◆ Work item ◆
The required answer is a copy of each line in the entries below that includes "match".

◆ Given information ◆

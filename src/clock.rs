//! Wall-clock sampling: calendar time in the device's current zone.

use core::fmt::Write;
use heapless::String;

/// Day of the week.
#[derive(Debug, Clone, Copy, PartialEq, Eq)]
#[cfg_attr(feature = "defmt", derive(defmt::Format))]
pub enum Weekday {
    Mon,
    Tue,
    Wed,
    Thu,
    Fri,
    Sat,
    Sun,
}

impl Weekday {
    /// Three-letter label used on the date line.
    pub const fn label(self) -> &'static str {
        match self {
            Weekday::Mon => "MON",
            Weekday::Tue => "TUE",
            Weekday::Wed => "WED",
            Weekday::Thu => "THU",
            Weekday::Fri => "FRI",
            Weekday::Sat => "SAT",
            Weekday::Sun => "SUN",
        }
    }
}

/// Immutable snapshot of the local wall-clock time.
#[derive(Debug, Clone, Copy, PartialEq, Eq)]
#[cfg_attr(feature = "defmt", derive(defmt::Format))]
pub struct ClockSample {
    /// Hour of day, 0-23.
    pub hour: u8,
    /// Minute of hour, 0-59.
    pub minute: u8,
    /// Second of minute, 0-59.
    pub second: u8,
    /// Sub-second phase, 0-999. Drives the drift-free tick schedule.
    pub millis_of_second: u16,
    /// Day of the week.
    pub weekday: Weekday,
    /// Day of the month, 1-31.
    pub day_of_month: u8,
}

impl ClockSample {
    /// Big-endian HH:MM digits: tens-of-hour, ones-of-hour, tens-of-minute,
    /// ones-of-minute.
    pub const fn hhmm_digits(&self) -> [u8; 4] {
        [
            self.hour / 10,
            self.hour % 10,
            self.minute / 10,
            self.minute % 10,
        ]
    }

    /// Date line, e.g. `"MON 04"`.
    pub fn date_text(&self) -> String<8> {
        let mut text = String::new();
        let _ = write!(text, "{} {:02}", self.weekday.label(), self.day_of_month);
        text
    }
}

/// Trait for reading calendar time.
///
/// Implementations must resolve the device's current time zone on every call
/// rather than caching it, so a zone change takes effect at the next sample.
pub trait WallClock {
    /// Returns a snapshot of the current local time.
    fn sample(&self) -> ClockSample;
}

#[cfg(feature = "std")]
mod system {
    use super::{ClockSample, WallClock, Weekday};
    use chrono::{DateTime, Datelike, Local, TimeZone, Timelike, Utc};

    /// [`WallClock`] backed by the system clock and zone database.
    #[derive(Debug, Clone, Copy, Default)]
    pub struct SystemClock;

    impl SystemClock {
        /// Resolves an explicit timestamp (milliseconds since the Unix
        /// epoch) in the current local zone. Timestamps the zone database
        /// cannot place fall back to UTC; this never panics.
        pub fn sample_at(&self, epoch_millis: i64) -> ClockSample {
            match Local.timestamp_millis_opt(epoch_millis).earliest() {
                Some(local) => snapshot(&local),
                None => {
                    let utc = Utc
                        .timestamp_millis_opt(epoch_millis)
                        .earliest()
                        .unwrap_or_default();
                    snapshot(&utc)
                }
            }
        }
    }

    impl WallClock for SystemClock {
        fn sample(&self) -> ClockSample {
            snapshot(&Local::now())
        }
    }

    fn snapshot<Tz: TimeZone>(at: &DateTime<Tz>) -> ClockSample {
        ClockSample {
            hour: at.hour() as u8,
            minute: at.minute() as u8,
            second: at.second() as u8,
            // A leap second surfaces as an oversized subsecond; clamp it.
            millis_of_second: at.timestamp_subsec_millis().min(999) as u16,
            weekday: weekday(at.weekday()),
            day_of_month: at.day() as u8,
        }
    }

    fn weekday(day: chrono::Weekday) -> Weekday {
        match day {
            chrono::Weekday::Mon => Weekday::Mon,
            chrono::Weekday::Tue => Weekday::Tue,
            chrono::Weekday::Wed => Weekday::Wed,
            chrono::Weekday::Thu => Weekday::Thu,
            chrono::Weekday::Fri => Weekday::Fri,
            chrono::Weekday::Sat => Weekday::Sat,
            chrono::Weekday::Sun => Weekday::Sun,
        }
    }
}

#[cfg(feature = "std")]
pub use system::SystemClock;
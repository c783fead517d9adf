//! The face orchestrator: slots, the minute timeline and drawing.
//!
//! A [`WatchFace`] owns the four digit slots, their beam curtains and the
//! progress bar for the lifetime of one face session. The host feeds it
//! lifecycle signals and per-second ticks; the face answers with plain
//! delays for the host's one-shot timer and redraw requests for its surface.

use heapless::String;

use crate::clock::{ClockSample, WallClock};
use crate::layout::{FontMetrics, Layout, NUM_DIGITS, Rect};
use crate::render::{RenderSink, TextRole};
use crate::rollover::digits_that_will_change;
use crate::scheduler::TickScheduler;
use crate::sequence::{SequenceError, SlotSequence};
use crate::sequencer::{ServiceTiming, SlotSequencer};
use crate::time::TimeSource;
use crate::{COLOR_BACKGROUND, COLOR_DATE, COLOR_TIME};

/// Durations and relative delays of the minute-rollover choreography.
///
/// Only the relative ordering is load-bearing: the beam must already be
/// dropping when the digit rises, and the digit must land and reveal before
/// the beam finishes rising. The defaults satisfy that with room to spare;
/// the exact millisecond values are presentation tuning.
#[derive(Debug, Clone, Copy, PartialEq, Eq)]
pub struct Choreography {
    /// One bar quarter-fill (and the reset at second 1).
    pub bar_fill_ms: u32,
    /// Digit travel, up or down.
    pub digit_travel_ms: u32,
    /// Wait before the digit rises, measured from the burst start.
    pub digit_rise_delay_ms: u32,
    /// Pause while the digit is aloft, off the surface.
    pub digit_hold_ms: u32,
    /// Wait after landing before the digit is shown again.
    pub digit_reveal_ms: u32,
    /// Beam travel, down or up.
    pub beam_travel_ms: u32,
    /// Pause while the beam is fully dropped.
    pub beam_hold_ms: u32,
}

impl Default for Choreography {
    fn default() -> Self {
        Self {
            bar_fill_ms: 500,
            digit_travel_ms: 300,
            digit_rise_delay_ms: 450,
            digit_hold_ms: 400,
            digit_reveal_ms: 200,
            beam_travel_ms: 300,
            beam_hold_ms: 1_400,
        }
    }
}

impl Choreography {
    /// Digit flight: rise off the surface, hold, land, then reveal.
    fn digit_sequence(&self, from_offset: i32, lift: i32) -> Result<SlotSequence, SequenceError> {
        SlotSequence::builder()
            .stage(from_offset, -lift, self.digit_rise_delay_ms, self.digit_travel_ms)
            .stage(-lift, 0, self.digit_hold_ms, self.digit_travel_ms)
            .stage(0, 0, self.digit_reveal_ms, 0)
            .conceal()
            .build()
    }

    /// Beam curtain: drop to full extent, hold, retract.
    fn beam_sequence(&self, from_extent: i32, drop: i32) -> Result<SlotSequence, SequenceError> {
        SlotSequence::builder()
            .stage(from_extent, drop, 0, self.beam_travel_ms)
            .stage(drop, 0, self.beam_hold_ms, self.beam_travel_ms)
            .build()
    }

    /// One bar fill step toward `target`.
    fn bar_sequence(&self, from_width: i32, target: i32) -> Result<SlotSequence, SequenceError> {
        SlotSequence::builder()
            .stage(from_width, target, 0, self.bar_fill_ms)
            .build()
    }
}

/// One of the four time digits.
#[derive(Debug)]
pub struct DigitSlot {
    value: u8,
    motion: SlotSequencer,
}

impl DigitSlot {
    fn new() -> Self {
        Self {
            value: 0,
            motion: SlotSequencer::new(0),
        }
    }

    /// Displayed digit value, 0-9.
    pub fn value(&self) -> u8 {
        self.value
    }

    /// Offset from the resting baseline; negative while lifted.
    pub fn offset(&self) -> i32 {
        self.motion.value()
    }

    /// Whether the glyph is currently hidden (painted in the background
    /// color while it swaps values off-screen).
    pub fn is_concealed(&self) -> bool {
        self.motion.is_concealed()
    }

    /// Whether the digit is mid-flight.
    pub fn is_animating(&self) -> bool {
        self.motion.is_running()
    }
}

/// One beam curtain.
#[derive(Debug)]
pub struct BeamSlot {
    motion: SlotSequencer,
}

impl BeamSlot {
    fn new() -> Self {
        Self {
            motion: SlotSequencer::new(0),
        }
    }

    /// Curtain bottom edge, in pixels from the surface top. Zero while
    /// retracted.
    pub fn extent(&self) -> i32 {
        self.motion.value()
    }

    /// Whether the curtain is mid-flight.
    pub fn is_animating(&self) -> bool {
        self.motion.is_running()
    }
}

/// A single watch face session.
///
/// Owns all slot state; every transition runs on the host's one logical
/// event loop, so no locking is involved anywhere.
pub struct WatchFace<'t, C: WallClock, T: TimeSource> {
    clock: C,
    time: &'t T,
    choreography: Choreography,
    scheduler: TickScheduler,
    layout: Option<Layout>,
    digits: [DigitSlot; NUM_DIGITS],
    beams: [BeamSlot; NUM_DIGITS],
    bar: SlotSequencer,
    date: String<8>,
    needs_redraw: bool,
}

impl<'t, C: WallClock, T: TimeSource> WatchFace<'t, C, T> {
    /// Creates a face with the default choreography.
    pub fn new(clock: C, time: &'t T) -> Self {
        Self::with_choreography(clock, time, Choreography::default())
    }

    /// Creates a face with custom rollover timing.
    pub fn with_choreography(clock: C, time: &'t T, choreography: Choreography) -> Self {
        Self {
            clock,
            time,
            choreography,
            scheduler: TickScheduler::new(),
            layout: None,
            digits: [
                DigitSlot::new(),
                DigitSlot::new(),
                DigitSlot::new(),
                DigitSlot::new(),
            ],
            beams: [
                BeamSlot::new(),
                BeamSlot::new(),
                BeamSlot::new(),
                BeamSlot::new(),
            ],
            bar: SlotSequencer::new(0),
            date: String::new(),
            needs_redraw: false,
        }
    }

    /// Visible and not in ambient mode. Only interactive sessions tick.
    pub fn is_interactive(&self) -> bool {
        self.scheduler.is_interactive()
    }

    /// Current layout, once the surface geometry has been established.
    pub fn layout(&self) -> Option<&Layout> {
        self.layout.as_ref()
    }

    /// The four digit slots, tens-of-hour first.
    pub fn digits(&self) -> &[DigitSlot; NUM_DIGITS] {
        &self.digits
    }

    /// The four beam curtains, mirroring the digit slots.
    pub fn beams(&self) -> &[BeamSlot; NUM_DIGITS] {
        &self.beams
    }

    /// Current filled width of the progress bar.
    pub fn bar_width(&self) -> i32 {
        self.bar.value()
    }

    /// Current date line.
    pub fn date_text(&self) -> &str {
        &self.date
    }

    // ---- host lifecycle -------------------------------------------------

    /// Establishes (or replaces) the surface geometry. Until the first call
    /// nothing can be drawn or animated.
    pub fn on_surface_changed(&mut self, width: i32, height: i32, round: bool, metrics: FontMetrics) {
        self.layout = Some(Layout::compute(width, height, round, metrics));
        self.needs_redraw = true;
    }

    /// Host visibility signal. Returns the delay to schedule for the next
    /// tick, or `None` to cancel any pending one.
    pub fn on_visibility_changed(&mut self, visible: bool) -> Option<u64> {
        self.scheduler.set_visible(visible);
        self.reactivate_or_park()
    }

    /// Host ambient (reduced display) signal. Same contract as
    /// [`Self::on_visibility_changed`].
    pub fn on_ambient_changed(&mut self, ambient: bool) -> Option<u64> {
        self.scheduler.set_ambient(ambient);
        self.reactivate_or_park()
    }

    /// Host time-tick entry point: runs the transition for the current
    /// second without touching the tick schedule.
    pub fn on_time_tick(&mut self) {
        let sample = self.clock.sample();
        self.run_second_transition(&sample);
    }

    /// The self-rescheduled per-second tick. Runs the transition for the
    /// current second and returns the delay to the next boundary, or `None`
    /// once the face is no longer interactive.
    pub fn on_timer_fire(&mut self) -> Option<u64> {
        self.needs_redraw = true;
        if !self.is_interactive() {
            self.scheduler.cancel();
            return None;
        }
        let sample = self.clock.sample();
        self.run_second_transition(&sample);
        self.scheduler.rearm(&sample)
    }

    // ---- animation servicing -------------------------------------------

    /// Advances every active sequence to now and aggregates their timing.
    ///
    /// An animation frame is just this call from an ordinary timer callback;
    /// interactive sessions get a redraw request whenever an observable
    /// moved.
    pub fn service(&mut self) -> ServiceTiming {
        let now = self.time.now();
        let mut changed = false;
        let mut timing = ServiceTiming::Idle;
        for digit in &mut self.digits {
            let (dirty, slot_timing) = digit.motion.service(now);
            changed |= dirty;
            timing = timing.merge(slot_timing);
        }
        for beam in &mut self.beams {
            let (dirty, slot_timing) = beam.motion.service(now);
            changed |= dirty;
            timing = timing.merge(slot_timing);
        }
        let (dirty, bar_timing) = self.bar.service(now);
        changed |= dirty;
        timing = timing.merge(bar_timing);

        if changed && self.is_interactive() {
            self.needs_redraw = true;
        }
        timing
    }

    /// Takes the pending redraw request, if any.
    pub fn take_needs_redraw(&mut self) -> bool {
        core::mem::take(&mut self.needs_redraw)
    }

    // ---- minute timeline ------------------------------------------------

    fn run_second_transition(&mut self, sample: &ClockSample) {
        match sample.second {
            0 => {
                self.refresh_time(sample);
                self.needs_redraw = true;
            }
            1 => {
                self.animate_bar(0);
                for digit in &mut self.digits {
                    digit.motion.reveal();
                }
            }
            15 => self.animate_bar_quarter(1),
            30 => self.animate_bar_quarter(2),
            45 => self.animate_bar_quarter(3),
            59 => {
                self.animate_bar_quarter(4);
                self.begin_minute_burst();
            }
            _ => {}
        }
    }

    fn refresh_time(&mut self, sample: &ClockSample) {
        for (slot, value) in self.digits.iter_mut().zip(sample.hhmm_digits()) {
            slot.value = value;
        }
        self.date = sample.date_text();
    }

    fn animate_bar_quarter(&mut self, quarter: u8) {
        let Some(layout) = self.layout else { return };
        self.animate_bar(layout.quarter_width(quarter));
    }

    fn animate_bar(&mut self, target: i32) {
        if self.layout.is_none() {
            return;
        }
        if let Ok(sequence) = self.choreography.bar_sequence(self.bar.value(), target) {
            self.bar.start(sequence, self.time.now());
        }
    }

    /// The minute-rollover burst: every slot whose digit is about to change
    /// gets its beam and digit sequences started together.
    fn begin_minute_burst(&mut self) {
        let Some(layout) = self.layout else { return };
        let now = self.time.now();
        let values: [u8; NUM_DIGITS] = core::array::from_fn(|i| self.digits[i].value);
        let changes = digits_that_will_change(values);
        for index in 0..NUM_DIGITS {
            if !changes[index] {
                continue;
            }
            if let Ok(sequence) = self
                .choreography
                .digit_sequence(self.digits[index].offset(), layout.digit_lift)
            {
                self.digits[index].motion.start(sequence, now);
            }
            if let Ok(sequence) = self
                .choreography
                .beam_sequence(self.beams[index].extent(), layout.beam_drop)
            {
                self.beams[index].motion.start(sequence, now);
            }
        }
    }

    fn reactivate_or_park(&mut self) -> Option<u64> {
        if !self.is_interactive() {
            self.scheduler.cancel();
            return None;
        }
        let sample = self.clock.sample();
        // Redisplay from the last quarter-minute boundary so the bar and
        // digits never come back in a stale phase.
        let rolled = ClockSample {
            second: TickScheduler::resync_second(sample.second),
            millis_of_second: 0,
            ..sample
        };
        self.run_second_transition(&rolled);
        self.refresh_time(&sample);
        self.needs_redraw = true;
        self.scheduler.rearm(&sample)
    }

    // ---- drawing --------------------------------------------------------

    /// Paints the whole face. A no-op until the surface geometry is known.
    pub fn draw<R: RenderSink>(&self, sink: &mut R) {
        let Some(layout) = &self.layout else { return };
        sink.draw_background();

        for index in 0..NUM_DIGITS {
            let beam = &self.beams[index];
            if beam.extent() > 0 {
                let bounds = Rect::new(
                    layout.beam_x[index],
                    0,
                    layout.beam_x[index] + layout.beam_width,
                    beam.extent(),
                );
                sink.draw_rect(bounds, COLOR_TIME);
            }

            let digit = &self.digits[index];
            let color = if digit.is_concealed() {
                COLOR_BACKGROUND
            } else {
                COLOR_TIME
            };
            sink.draw_text(
                digit_glyph(digit.value()),
                layout.digit_x[index],
                layout.digit_baseline + digit.offset(),
                TextRole::Time,
                color,
            );
        }

        sink.draw_text(
            ":",
            layout.colon_x,
            layout.digit_baseline,
            TextRole::Time,
            COLOR_TIME,
        );
        sink.draw_text(
            &self.date,
            layout.date_x,
            layout.date_baseline,
            TextRole::Date,
            COLOR_DATE,
        );

        let bar = Rect::new(0, layout.bar_top, self.bar.value(), layout.bar_bottom);
        if !bar.is_empty() {
            sink.draw_rect(bar, COLOR_TIME);
        }
    }
}

const DIGIT_GLYPHS: [&str; 10] = ["0", "1", "2", "3", "4", "5", "6", "7", "8", "9"];

fn digit_glyph(value: u8) -> &'static str {
    DIGIT_GLYPHS[usize::from(value) % DIGIT_GLYPHS.len()]
}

◆ Your solution ◆
        match self {
            match Local.timestamp_millis_opt(epoch_millis).earliest() {
        match day {
        match sample.second {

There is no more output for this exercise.